Но Шапиро не слышал. Голос его стал суровей:
— И вот потому, что мой следователь не захотел увидеть в человеке человека, он Людвига Зоммера, так звали моего спасителя, объявил тайным агентом Гиммлера, а меня предателем родины. Не будь я, дескать, предателем, не попал бы я в плен. Застрелился бы… А почему, скажите, я должен был последнюю пулю всадить в себя, а не во врага? Почему? В каком уставе это сказано? А если бы я даже хотел тогда поступить по воле моего будущего следователя, я бы все равно не успел застрелиться. Вам приходилось сражаться на улице?
Зберчук отрицательно покачал головой.
— В Севастополе мы дрались за каждый дом.
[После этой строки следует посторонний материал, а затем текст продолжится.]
use anyhow::Context;
use async_trait::async_trait;
use sqlx::{FromRow, PgPool};
use time::OffsetDateTime;
use tracing::{info, instrument};
use uuid::Uuid;

use super::{
    ContactMessage, Ledger, LedgerStats, NewContactMessage, NewPrediction, PredictionRecord, User,
};
use crate::{
    error::{AppError, CredentialError},
    predict::disease::DiseaseType,
};

#[derive(Clone)]
pub struct PgLedger {
    db: PgPool,
}

impl PgLedger {
    pub fn new(db: PgPool) -> Self {
        Self { db }
    }
}

#[derive(Debug, FromRow)]
struct PredictionRow {
    id: i64,
    owner_id: Uuid,
    prediction_type: String,
    prediction_result: String,
    prediction_label: i16,
    prediction_value: f64,
    created_at: OffsetDateTime,
}

impl TryFrom<PredictionRow> for PredictionRecord {
    type Error = AppError;

    fn try_from(r: PredictionRow) -> Result<Self, Self::Error> {
        let prediction_type = r
            .prediction_type
            .parse::<DiseaseType>()
            .with_context(|| format!("prediction_history row {}", r.id))?;
        Ok(Self {
            id: r.id,
            owner_id: r.owner_id,
            prediction_type,
            prediction_result: r.prediction_result,
            prediction_label: u8::from(r.prediction_label != 0),
            prediction_value: r.prediction_value,
            created_at: r.created_at,
        })
    }
}

fn into_records(rows: Vec<PredictionRow>) -> Result<Vec<PredictionRecord>, AppError> {
    rows.into_iter().map(PredictionRecord::try_from).collect()
}

const USER_COLUMNS: &str = "id, email, password_hash, is_admin, created_at";
const PREDICTION_COLUMNS: &str = "id, owner_id, prediction_type, prediction_result, \
     prediction_label, prediction_value, created_at";

/// Inserts that reference a vanished owner fail the foreign key.
fn owner_missing(e: sqlx::Error) -> AppError {
    match e {
        sqlx::Error::Database(db) if db.is_foreign_key_violation() => AppError::UserNotFound,
        other => other.into(),
    }
}

#[async_trait]
impl Ledger for PgLedger {
    async fn create_user(
        &self,
        email: &str,
        password_hash: &str,
        is_admin: bool,
    ) -> Result<User, AppError> {
        let res = sqlx::query_as::<_, User>(&format!(
            "INSERT INTO users (email, password_hash, is_admin) \
             VALUES ($1, $2, $3) RETURNING {USER_COLUMNS}"
        ))
        .bind(email)
        .bind(password_hash)
        .bind(is_admin)
        .fetch_one(&self.db)
        .await;
        match res {
            Ok(user) => Ok(user),
            Err(sqlx::Error::Database(e)) if e.is_unique_violation() => {
                Err(CredentialError::DuplicateEmail.into())
            }
            Err(e) => Err(e.into()),
        }
    }

    async fn find_user_by_email(&self, email: &str) -> Result<Option<User>, AppError> {
        let user = sqlx::query_as::<_, User>(&format!(
            "SELECT {USER_COLUMNS} FROM users WHERE email = $1"
        ))
        .bind(email)
        .fetch_optional(&self.db)
        .await?;
        Ok(user)
    }

    async fn list_users(&self) -> Result<Vec<User>, AppError> {
        let users = sqlx::query_as::<_, User>(&format!(
            "SELECT {USER_COLUMNS} FROM users ORDER BY created_at ASC, email ASC"
        ))
        .fetch_all(&self.db)
        .await?;
        Ok(users)
    }

    async fn record(&self, owner_id: Uuid, p: &NewPrediction) -> Result<i64, AppError> {
        let id = sqlx::query_scalar::<_, i64>(
            r#"
            INSERT INTO prediction_history
                (owner_id, prediction_type, prediction_result, prediction_label, prediction_value)
            VALUES ($1, $2, $3, $4, $5)
            RETURNING id
            "#,
        )
        .bind(owner_id)
        .bind(p.disease.as_str())
        .bind(&p.result)
        .bind(i16::from(p.label))
        .bind(p.value)
        .fetch_one(&self.db)
        .await
        .map_err(owner_missing)?;
        Ok(id)
    }

    async fn list_by_owner(&self, owner_id: Uuid) -> Result<Vec<PredictionRecord>, AppError> {
        let rows = sqlx::query_as::<_, PredictionRow>(&format!(
            "SELECT {PREDICTION_COLUMNS} FROM prediction_history \
             WHERE owner_id = $1 ORDER BY id ASC"
        ))
        .bind(owner_id)
        .fetch_all(&self.db)
        .await?;
        into_records(rows)
    }

    async fn list_all(&self) -> Result<Vec<PredictionRecord>, AppError> {
        let rows = sqlx::query_as::<_, PredictionRow>(&format!(
            "SELECT {PREDICTION_COLUMNS} FROM prediction_history ORDER BY id ASC"
        ))
        .fetch_all(&self.db)
        .await?;
        into_records(rows)
    }

    async fn delete_all_by_owner(&self, owner_id: Uuid) -> Result<u64, AppError> {
        let done = sqlx::query("DELETE FROM prediction_history WHERE owner_id = $1")
            .bind(owner_id)
            .execute(&self.db)
            .await?;
        Ok(done.rows_affected())
    }

    #[instrument(skip(self))]
    async fn delete_owner_cascade(&self, owner_id: Uuid) -> Result<u64, AppError> {
        let mut tx = self.db.begin().await?;

        let removed = sqlx::query("DELETE FROM prediction_history WHERE owner_id = $1")
            .bind(owner_id)
            .execute(&mut *tx)
            .await?
            .rows_affected();
        sqlx::query("DELETE FROM contact_messages WHERE owner_id = $1")
            .bind(owner_id)
            .execute(&mut *tx)
            .await?;
        let users = sqlx::query("DELETE FROM users WHERE id = $1")
            .bind(owner_id)
            .execute(&mut *tx)
            .await?
            .rows_affected();

        if users == 0 {
            tx.rollback().await?;
            return Err(AppError::UserNotFound);
        }
        tx.commit().await?;
        info!(%owner_id, predictions = removed, "user deleted with history");
        Ok(removed)
    }

    async fn stats(&self) -> Result<LedgerStats, AppError> {
        let total_users = sqlx::query_scalar::<_, i64>("SELECT COUNT(*) FROM users")
            .fetch_one(&self.db)
            .await?;
        let rows = sqlx::query_as::<_, (String, i64)>(
            "SELECT prediction_type, COUNT(*) FROM prediction_history GROUP BY prediction_type",
        )
        .fetch_all(&self.db)
        .await?;
        let mut counts = Vec::with_capacity(rows.len());
        for (t, n) in rows {
            let disease = t.parse::<DiseaseType>().context("prediction_type")?;
            counts.push((disease, n));
        }
        Ok(LedgerStats::with_counts(total_users, counts))
    }

    async fn cohort(&self, disease: DiseaseType) -> Result<Vec<User>, AppError> {
        let users = sqlx::query_as::<_, User>(
            r#"
            SELECT u.id, u.email, u.password_hash, u.is_admin, u.created_at
              FROM users u
             WHERE EXISTS (
                   SELECT 1 FROM prediction_history p
                    WHERE p.owner_id = u.id
                      AND p.prediction_type = $1
                      AND p.prediction_label = 1)
             ORDER BY u.email ASC
            "#,
        )
        .bind(disease.as_str())
        .fetch_all(&self.db)
        .await?;
        Ok(users)
    }

    async fn submit_message(&self, m: &NewContactMessage) -> Result<ContactMessage, AppError> {
        let saved = sqlx::query_as::<_, ContactMessage>(
            r#"
            INSERT INTO contact_messages (owner_id, name, email, subject, message)
            VALUES ($1, $2, $3, $4, $5)
            RETURNING id, owner_id, name, email, subject, message, created_at
            "#,
        )
        .bind(m.owner_id)
        .bind(&m.name)
        .bind(&m.email)
        .bind(&m.subject)
        .bind(&m.message)
        .fetch_one(&self.db)
        .await
        .map_err(owner_missing)?;
        Ok(saved)
    }

    async fn list_messages(&self) -> Result<Vec<ContactMessage>, AppError> {
        let rows = sqlx::query_as::<_, ContactMessage>(
            r#"
            SELECT id, owner_id, name, email, subject, message, created_at
              FROM contact_messages
             ORDER BY created_at DESC, id DESC
            "#,
        )
        .fetch_all(&self.db)
        .await?;
        Ok(rows)
    }
}
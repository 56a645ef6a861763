pub mod authority;
pub mod handlers;
pub mod services;

use crate::state::AppState;
use axum::Router;

pub fn router() -> Router<AppState> {
    handlers::admin_routes()
}
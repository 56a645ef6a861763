use tracing::info;

use crate::{
    auth::{jwt::Identity, services::current_user},
    error::AppError,
    ledger::NewPrediction,
    state::AppState,
};

use super::{disease::DiseaseType, features::RawFields, gateway::Outcome};

/// Classifies for the caller and appends the outcome to their history.
/// Returns the outcome and the new history id.
pub async fn predict(
    state: &AppState,
    identity: &Identity,
    disease: DiseaseType,
    fields: &RawFields,
) -> Result<(Outcome, i64), AppError> {
    let owner = current_user(state, identity).await?;
    let outcome = state.gateway.predict(disease, fields)?;
    let id = state
        .ledger
        .record(owner.id, &NewPrediction::from(&outcome))
        .await?;
    info!(user_id = %owner.id, %disease, label = outcome.label, history_id = id, "prediction recorded");
    Ok((outcome, id))
}
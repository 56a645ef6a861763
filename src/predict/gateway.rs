use serde::Serialize;
use tracing::debug;

use crate::error::{AppError, ValidationError};

use super::{
    classifier::ModelSet,
    disease::DiseaseType,
    features::{normalize, RawFields},
};

/// Stroke is flagged above this probability rather than 0.5.
pub const STROKE_THRESHOLD: f64 = 0.3;

#[derive(Debug, Clone, PartialEq, Serialize)]
pub struct Outcome {
    pub disease: DiseaseType,
    pub label: u8,
    /// The label for diabetes and heart disease, the probability for stroke.
    pub value: f64,
    pub result: &'static str,
}

pub struct InferenceGateway {
    models: ModelSet,
}

impl InferenceGateway {
    pub fn new(models: ModelSet) -> Self {
        Self { models }
    }

    pub fn feature_names(&self, disease: DiseaseType) -> Result<&[String], AppError> {
        self.models
            .get(&disease)
            .map(|m| m.feature_names())
            .ok_or_else(|| AppError::ModelUnavailable(disease.to_string()))
    }

    /// Normalizes the request fields against the model's columns, then classifies.
    pub fn predict(&self, disease: DiseaseType, raw: &RawFields) -> Result<Outcome, AppError> {
        let expected = self.feature_names(disease)?;
        let vector = normalize(raw, expected, disease.strategy())?;
        self.classify(disease, &vector)
    }

    pub fn classify(&self, disease: DiseaseType, vector: &[f64]) -> Result<Outcome, AppError> {
        let model = self
            .models
            .get(&disease)
            .ok_or_else(|| AppError::ModelUnavailable(disease.to_string()))?;
        let expected = model.feature_names().len();
        if vector.len() != expected {
            return Err(ValidationError::FeatureCount {
                expected,
                actual: vector.len(),
            }
            .into());
        }
        let (label, value) = match disease {
            DiseaseType::Stroke => {
                let proba = model.predict_proba(vector);
                (u8::from(proba > STROKE_THRESHOLD), proba)
            }
            DiseaseType::Diabetes | DiseaseType::HeartDisease => {
                let label = model.predict(vector);
                (label, f64::from(label))
            }
        };
        debug!(%disease, label, value, "classified");
        Ok(Outcome {
            disease,
            label,
            value,
            result: disease.result_text(label),
        })
    }
}

#[cfg(test)]
mod tests {
    use std::{collections::HashMap, sync::Arc};

    use super::*;
    use crate::predict::classifier::StubClassifier;

    fn gateway_with(disease: DiseaseType, features: &[&str], proba: f64) -> InferenceGateway {
        let mut models: ModelSet = HashMap::new();
        models.insert(disease, Arc::new(StubClassifier::new(features, proba)));
        InferenceGateway::new(models)
    }

    #[test]
    fn stroke_threshold_is_strictly_greater() {
        let at = gateway_with(DiseaseType::Stroke, &["age"], 0.3);
        let out = at.classify(DiseaseType::Stroke, &[50.0]).unwrap();
        assert_eq!(out.label, 0);
        assert_eq!(out.result, "Low Risk of Stroke");

        let above = gateway_with(DiseaseType::Stroke, &["age"], 0.31);
        let out = above.classify(DiseaseType::Stroke, &[50.0]).unwrap();
        assert_eq!(out.label, 1);
        assert_eq!(out.result, "High Risk of Stroke");
        assert!((out.value - 0.31).abs() < 1e-12);
    }

    #[test]
    fn heart_uses_the_classifier_label() {
        let gw = gateway_with(DiseaseType::HeartDisease, &["age"], 0.4);
        let out = gw.classify(DiseaseType::HeartDisease, &[50.0]).unwrap();
        assert_eq!(out.label, 0);
        assert_eq!(out.value, 0.0);
        assert_eq!(out.result, "No Heart Disease Detected");
    }

    #[test]
    fn unknown_model_is_unavailable() {
        let gw = gateway_with(DiseaseType::Stroke, &["age"], 0.1);
        let err = gw.classify(DiseaseType::Diabetes, &[1.0]).unwrap_err();
        assert!(matches!(err, AppError::ModelUnavailable(_)));
    }

    #[test]
    fn vector_length_must_match_model_columns() {
        let gw = gateway_with(DiseaseType::Diabetes, &["Glucose", "BMI", "Age"], 0.9);
        let err = gw.classify(DiseaseType::Diabetes, &[1.0, 1.0]).unwrap_err();
        assert!(matches!(
            err,
            AppError::Validation(ValidationError::FeatureCount { expected: 3, actual: 2 })
        ));
        assert!(gw.classify(DiseaseType::Diabetes, &[1.0; 4]).is_err());
        assert!(gw.classify(DiseaseType::Diabetes, &[1.0; 3]).is_ok());
    }

    #[test]
    fn predict_surfaces_missing_feature() {
        let gw = gateway_with(DiseaseType::Diabetes, &["Glucose", "Age"], 0.9);
        let raw: RawFields = [("glucose".to_string(), 150.0)].into_iter().collect();
        let err = gw.predict(DiseaseType::Diabetes, &raw).unwrap_err();
        assert!(matches!(
            err,
            AppError::Validation(ValidationError::MissingFeature(ref f)) if f == "Age"
        ));
    }
}
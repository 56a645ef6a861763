use crate::state::AppState;
use axum::Router;

mod dto;
pub mod handlers;
pub mod jwt;
pub mod password;
pub mod services;

pub fn router() -> Router<AppState> {
    Router::new()
        .merge(handlers::auth_routes())
        .merge(handlers::me_routes())
}
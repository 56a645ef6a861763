use tracing::warn;

use crate::{auth::jwt::Identity, config::AppConfig, error::AppError};

/// Admin if the token says so, or if the email is the configured superuser.
pub fn is_admin_user(identity: &Identity, superuser_email: Option<&str>) -> bool {
    identity.is_admin || superuser_email.is_some_and(|su| su == identity.email)
}

/// Gate for every administrative operation. Call before touching storage.
pub fn require_admin(identity: &Identity, config: &AppConfig) -> Result<(), AppError> {
    if is_admin_user(identity, config.superuser_email.as_deref()) {
        Ok(())
    } else {
        warn!(email = %identity.email, "admin access denied");
        Err(AppError::Forbidden)
    }
}

#[cfg(test)]
mod tests {
    use super::*;

    fn who(email: &str, is_admin: bool) -> Identity {
        Identity {
            email: email.into(),
            is_admin,
        }
    }

    #[test]
    fn superuser_email_is_admin_without_flag() {
        assert!(is_admin_user(&who("root@x.com", false), Some("root@x.com")));
    }

    #[test]
    fn admin_flag_is_enough_for_any_email() {
        assert!(is_admin_user(&who("anyone@x.com", true), Some("root@x.com")));
        assert!(is_admin_user(&who("anyone@x.com", true), None));
    }

    #[test]
    fn plain_user_is_not_admin() {
        assert!(!is_admin_user(&who("u@x.com", false), Some("root@x.com")));
        assert!(!is_admin_user(&who("u@x.com", false), None));
        // exact match only
        assert!(!is_admin_user(&who("ROOT@x.com", false), Some("root@x.com")));
    }
}
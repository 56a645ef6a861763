use serde::{Deserialize, Serialize};

use crate::error::ValidationError;

use super::{disease::DiseaseType, features::RawFields};

/// A request schema for one disease.
pub trait PredictInput {
    const DISEASE: DiseaseType;

    /// Range-checks every field and returns them keyed by request name.
    fn into_fields(self) -> Result<RawFields, ValidationError>;
}

fn ranged(field: &str, v: f64, min: f64, max: f64) -> Result<(String, f64), ValidationError> {
    if !v.is_finite() || v < min || v > max {
        return Err(ValidationError::out_of_range(
            field,
            format!("must be within [{min}, {max}]"),
        ));
    }
    Ok((field.to_string(), v))
}

fn non_negative(field: &str, v: f64) -> Result<(String, f64), ValidationError> {
    if !v.is_finite() || v < 0.0 {
        return Err(ValidationError::out_of_range(field, "must be a non-negative number"));
    }
    Ok((field.to_string(), v))
}

fn flag(field: &str, v: f64) -> Result<(String, f64), ValidationError> {
    if v != 0.0 && v != 1.0 {
        return Err(ValidationError::out_of_range(field, "must be 0 or 1"));
    }
    Ok((field.to_string(), v))
}

#[derive(Debug, Clone, Deserialize)]
pub struct DiabetesInput {
    pub pregnancies: f64,
    pub glucose: f64,
    pub blood_pressure: f64,
    pub skin_thickness: f64,
    pub insulin: f64,
    pub bmi: f64,
    pub diabetes_pedigree: f64,
    pub age: f64,
}

impl PredictInput for DiabetesInput {
    const DISEASE: DiseaseType = DiseaseType::Diabetes;

    fn into_fields(self) -> Result<RawFields, ValidationError> {
        [
            ranged("pregnancies", self.pregnancies, 0.0, 20.0),
            ranged("glucose", self.glucose, 0.0, 300.0),
            ranged("blood_pressure", self.blood_pressure, 0.0, 200.0),
            ranged("skin_thickness", self.skin_thickness, 0.0, 100.0),
            ranged("insulin", self.insulin, 0.0, 900.0),
            ranged("bmi", self.bmi, 0.0, 70.0),
            ranged("diabetes_pedigree", self.diabetes_pedigree, 0.0, 3.0),
            ranged("age", self.age, 0.0, 120.0),
        ]
        .into_iter()
        .collect()
    }
}

#[derive(Debug, Clone, Deserialize)]
pub struct HeartDiseaseInput {
    pub age: f64,
    pub sex: f64,
    pub cp: f64,
    pub trestbps: f64,
    pub chol: f64,
    pub fbs: f64,
    pub restecg: f64,
    pub thalach: f64,
    pub exang: f64,
    pub oldpeak: f64,
    pub slope: f64,
    pub ca: f64,
    pub thal: f64,
}

impl PredictInput for HeartDiseaseInput {
    const DISEASE: DiseaseType = DiseaseType::HeartDisease;

    fn into_fields(self) -> Result<RawFields, ValidationError> {
        [
            ranged("age", self.age, 0.0, 120.0),
            flag("sex", self.sex),
            ranged("cp", self.cp, 0.0, 3.0),
            ranged("trestbps", self.trestbps, 0.0, 250.0),
            ranged("chol", self.chol, 0.0, 600.0),
            flag("fbs", self.fbs),
            ranged("restecg", self.restecg, 0.0, 2.0),
            ranged("thalach", self.thalach, 0.0, 250.0),
            flag("exang", self.exang),
            ranged("oldpeak", self.oldpeak, 0.0, 10.0),
            ranged("slope", self.slope, 0.0, 2.0),
            ranged("ca", self.ca, 0.0, 4.0),
            ranged("thal", self.thal, 0.0, 3.0),
        ]
        .into_iter()
        .collect()
    }
}

/// One-hot indicators may be omitted; the model defaults them to zero.
#[allow(non_snake_case)]
#[derive(Debug, Clone, Deserialize)]
pub struct StrokeInput {
    pub age: f64,
    pub hypertension: f64,
    pub heart_disease: f64,
    pub avg_glucose_level: f64,
    pub bmi: f64,
    #[serde(default)]
    pub gender_Male: Option<f64>,
    #[serde(default)]
    pub ever_married_Yes: Option<f64>,
    #[serde(default)]
    pub work_type_Never_worked: Option<f64>,
    #[serde(default)]
    pub work_type_Private: Option<f64>,
    #[serde(default)]
    pub work_type_Self_employed: Option<f64>,
    #[serde(default)]
    pub work_type_children: Option<f64>,
    #[serde(default)]
    pub Residence_type_Urban: Option<f64>,
    #[serde(default)]
    pub smoking_status_formerly_smoked: Option<f64>,
    #[serde(default)]
    pub smoking_status_never_smoked: Option<f64>,
    #[serde(default)]
    pub smoking_status_smokes: Option<f64>,
}

impl PredictInput for StrokeInput {
    const DISEASE: DiseaseType = DiseaseType::Stroke;

    fn into_fields(self) -> Result<RawFields, ValidationError> {
        let mut fields: RawFields = [
            ranged("age", self.age, 0.0, 120.0),
            flag("hypertension", self.hypertension),
            flag("heart_disease", self.heart_disease),
            non_negative("avg_glucose_level", self.avg_glucose_level),
            non_negative("bmi", self.bmi),
        ]
        .into_iter()
        .collect::<Result<_, _>>()?;

        let indicators = [
            ("gender_Male", self.gender_Male),
            ("ever_married_Yes", self.ever_married_Yes),
            ("work_type_Never_worked", self.work_type_Never_worked),
            ("work_type_Private", self.work_type_Private),
            ("work_type_Self_employed", self.work_type_Self_employed),
            ("work_type_children", self.work_type_children),
            ("Residence_type_Urban", self.Residence_type_Urban),
            ("smoking_status_formerly_smoked", self.smoking_status_formerly_smoked),
            ("smoking_status_never_smoked", self.smoking_status_never_smoked),
            ("smoking_status_smokes", self.smoking_status_smokes),
        ];
        for (name, value) in indicators {
            if let Some(v) = value {
                let (k, v) = flag(name, v)?;
                fields.insert(k, v);
            }
        }
        Ok(fields)
    }
}

#[derive(Debug, Serialize)]
pub struct PredictionResponse {
    pub prediction: u8,
    pub result: &'static str,
    pub prediction_type: DiseaseType,
    pub history_id: i64,
}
В пригороде среди развалин на меня неожиданно навалилось сзади несколько немцев.
Осторожно, чтобы ни один камешек не шелохнулся, Калмен присел на груду угля, давая этим знать — для него не важно, что ночная вахта уже окончена и пора идти домой. Он готов просидеть здесь, в сыром промозглом холоде, до позднего вечера и слушать Шаю Шапиро, вдруг ставшего ему почему-то близким, родным. Шая, видимо, почувствовал это и, забыв, что бригады уже собираются у тлеющего терриконика, продолжал:
— Вы оба фронтовики, и мне вам нечего расписывать, что такое осажденный город, да еще такой, как Севастополь. Не знаю, как было в других местах, но у нас в осажденном Севастополе среди красноармейцев было очень много евреев. Почти вся мобилизованная молодежь крымских еврейских сел была в Севастополе. Что за парни были! Дубы — один к одному! А старшие? Ведь вы, — обратился он к Зберчуку, — знаете, что такое мясник, фурман, грузчик, а среди крымских евреев-колхозников было немало бывших мясников, фурманов, грузчиков. То были те самые богатыри, что в гражданскую войну выходили с оглоблями, кольями, топорами в руках навстречу бандам. Застрелиться мне надо было!.. Нет, если уж погибнуть, то как наш Пиня Цирлин, который, как и многие матросы, опоясал себя гранатами и бросился под танк.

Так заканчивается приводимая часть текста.